473,395 Members | 1,931 Online
Bytes | Software Development & Data Engineering Community
Post Job

Home Posts Topics Members FAQ

Join Bytes to post your question to a community of 473,395 software developers and data experts.

literal escape sequence conversion to raw

I need to convert escape sequences entered into my program to the actual
code.

For example, \r becomes 0x0d
I have looked over the FAQ, and searched the web, with no results.
Is there a function that can do this, or do I need to use predefined
constants or a table of the values?

Below is a sample program.
When run with the input w\rx, I want to see the output::

input 77 5c 72 78 a

output 77 d 78

Thanks,

Walter

#include <stdio.h>

#include <stdarg.h>

int main (void)

{

char input[80];

char output[80];

int i;

fgets (input, 79, stdin);

printf ("\ninput ");

for (i = 0; i < strlen (input); i++) {

printf ("%x ", input[i]); }

strcpy (output, "");

sprintf (output, "%s", input);

printf ("\noutput ");

for (i = 0; i < strlen (output); i++) {

printf ("%x ", output[i]); }

exit (0);

}

When run, I want to get this output:

w\rx

input 77 5c 72 78 a

output 77 d 78


Nov 14 '05 #1
6 6605
On Mon, 05 Jan 2004 15:44:29 -0500, Walter L. Preuninger II wrote:
I need to convert escape sequences entered into my program to the actual
code.

For example, \r becomes 0x0d


As simple as this looks I recommend using a small state machine. The one
displayed at the bottom of my homepage is not too disimilar:

http://www.ioplex.com/~miallen/

Mike
Nov 14 '05 #2
"Walter L. Preuninger II" <wa*****@texramp.net> writes:
I need to convert escape sequences entered into my program to the actual
code.

For example, \r becomes 0x0d
I have looked over the FAQ, and searched the web, with no results.
Is there a function that can do this, or do I need to use predefined
constants or a table of the values?


Just write a function to do it.

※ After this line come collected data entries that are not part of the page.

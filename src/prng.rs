/*  ************************************************************ 

    QR-Logo: http://qrlogo.kaarposoft.dk

    Copyright (C) 2011-2018 Henrik Kaare Poulsen

    Licensed under the Apache License, Version 2.0 (the "License");
    you may not use this file except in compliance with the License.
    You may obtain a copy of the License at

     http://www.apache.org/licenses/LICENSE-2.0

    Unless required by applicable law or agreed to in writing, software
    distributed under the License is distributed on an "AS IS" BASIS,
    WITHOUT WARRANTIES OR CONDITIONS OF ANY KIND, either express or implied.
    See the License for the specific language governing permissions and
    limitations under the License.

    ************************************************************ */


//  ************************************************************
//! Pseudo random number generator
//  ************************************************************

use super::qr;
use super::Mode;

//  ************************************************************
/// Very simple XORSHIFT pseudo random number generator
///
/// # References
///
/// - <https://en.wikipedia.org/wiki/Xorshift>
/// - <http://www.jstatsoft.org/v08/i14/paper>
///
/// The `Rng` is only used for generating test data and damage patterns,
/// so runs are reproducible from the seed.
//  ************************************************************

#[derive(Clone, Debug)]
pub struct Rng {
    state: u32,
}

impl Rng {
    /// A zero seed would stay zero forever and is replaced
    pub fn new(seed: u32) -> Self {
        Rng { state: if seed == 0 { 0x2545_F491 } else { seed } }
    }
    pub fn get_u32(&mut self) -> u32 {
        self.state ^= self.state << 13;
        self.state ^= self.state >> 17;
        self.state ^= self.state << 5;
        self.state
    }
    pub fn get_u8(&mut self) -> u8 {
        self.get_u32() as u8
    }
    /// Value in `min..max`, or `min` for an empty range
    pub fn get_usize_clamped(&mut self, min: usize, max: usize) -> usize {
        if max <= min {
            min
        } else {
            min + (self.get_u32() as usize) % (max - min)
        }
    }
    /// `len` distinct values in `min..max`
    ///
    /// # Panics
    ///
    /// If the range holds fewer than `len` values
    pub fn get_usize_unique_clamped_vec(&mut self, len: usize, min: usize, max: usize) -> Vec<usize> {
        let n = max.saturating_sub(min);
        assert!(n >= len, "get_usize_unique_clamped_vec: unable to generate {} unique values in range only {} long", len, n);
        // partial Fisher-Yates shuffle of the whole range
        let mut v: Vec<usize> = (min..max).collect();
        for i in 0..len {
            let j = self.get_usize_clamped(i, n);
            v.swap(i, j);
        }
        v.truncate(len);
        v
    }
    /// A character valid in `mode`
    pub fn get_u8_with_mode(&mut self, mode: Mode) -> u8 {
        let u = self.get_u8();
        match mode {
            Mode::EightBit => u,
            Mode::AlphaNumeric => qr::alnum_to_ascii(u % 45).unwrap_or(b'0'),
            Mode::Numeric => b'0' + u % 10,
        }
    }
    /// Text of `len` characters valid in `mode`
    pub fn get_text_with_mode(&mut self, mode: Mode, len: usize) -> Vec<u8> {
        (0..len).map(|_| self.get_u8_with_mode(mode)).collect()
    }
}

You don't have to know the
numeric values that escape sequences map to, because you can use
the escape sequences themselves to do the mapping. e.g.
if (in[0] == '\\') {
switch (in[1]) {
case 'n': *out++ = '\n'; break;
case 'r': *out++ = '\r'; break;
case 't': *out++ = '\t'; break;
...
}
...
}
--
"The lusers I know are so clueless, that if they were dipped in clue
musk and dropped in the middle of pack of horny clues, on clue prom
night during clue happy hour, they still couldn't get a clue."
--Michael Girdwood, in the monastery
Nov 14 '05 #3

"Walter L. Preuninger II" <wa*****@texramp.net> wrote in message
I need to convert escape sequences entered into my program to the
actual code.

For example, \r becomes 0x0d
So you want to allow the user to enter a string containing C escape
sequences? I have looked over the FAQ, and searched the web, with no results.
Is there a function that can do this, or do I need to use predefined
constants or a table of the values?
There is no ANSI function that converts a string containing '\' characters
to the C escaped equivalent. Obviously every compiler contains such a
function, but it isn't publically available.
Below is a sample program.
When run with the input w\rx, I want to see the output::

input 77 5c 72 78 a

output 77 d 78
Not sure what you are looking for here. Are you saying you want the space
character to escape to a hexadecimal ASCII code ? This is possible, but not
very sensible.
#include <stdio.h>
#include <stdarg.h>

int main (void)

{

char input[80];

char output[80];

int i;

fgets (input, 79, stdin);
This is actually not much improvement on gets() ? What do you propose to do
on over-long input ?
printf ("\ninput ");

for (i = 0; i < strlen (input); i++) {
This is an O(n*n) algorithm. Ok it is only a demonstration program on short
input, but strlen() will be called on every iteration, and will step through
the string.
printf ("%x ", input[i]); }

strcpy (output, "");

sprintf (output, "%s", input);

printf ("\noutput ");

for (i = 0; i < strlen (output); i++) {

printf ("%x ", output[i]); }

exit (0);

}

Try writing a function

void escapestring(char *out, const char *in)
{
}

Which detects C-style escapes and writes the corrected string to out.
Nov 14 '05 #4
"Walter L. Preuninger II" wrote:

I need to convert escape sequences entered into my program to the actual
code.

For example, \r becomes 0x0d
I have looked over the FAQ, and searched the web, with no results.
Is there a function that can do this, or do I need to use predefined
constants or a table of the values?


There is no Standard library function to accomplish
this. That's not too surprising, really: the backslash
method of denoting special characters is a convention of
the way C source code is written, not anything intrinsic
in the nature of the special characters themselves. The
translation is provided by the compiler, and is just one
of many compile-time activities that lack run-time analogs.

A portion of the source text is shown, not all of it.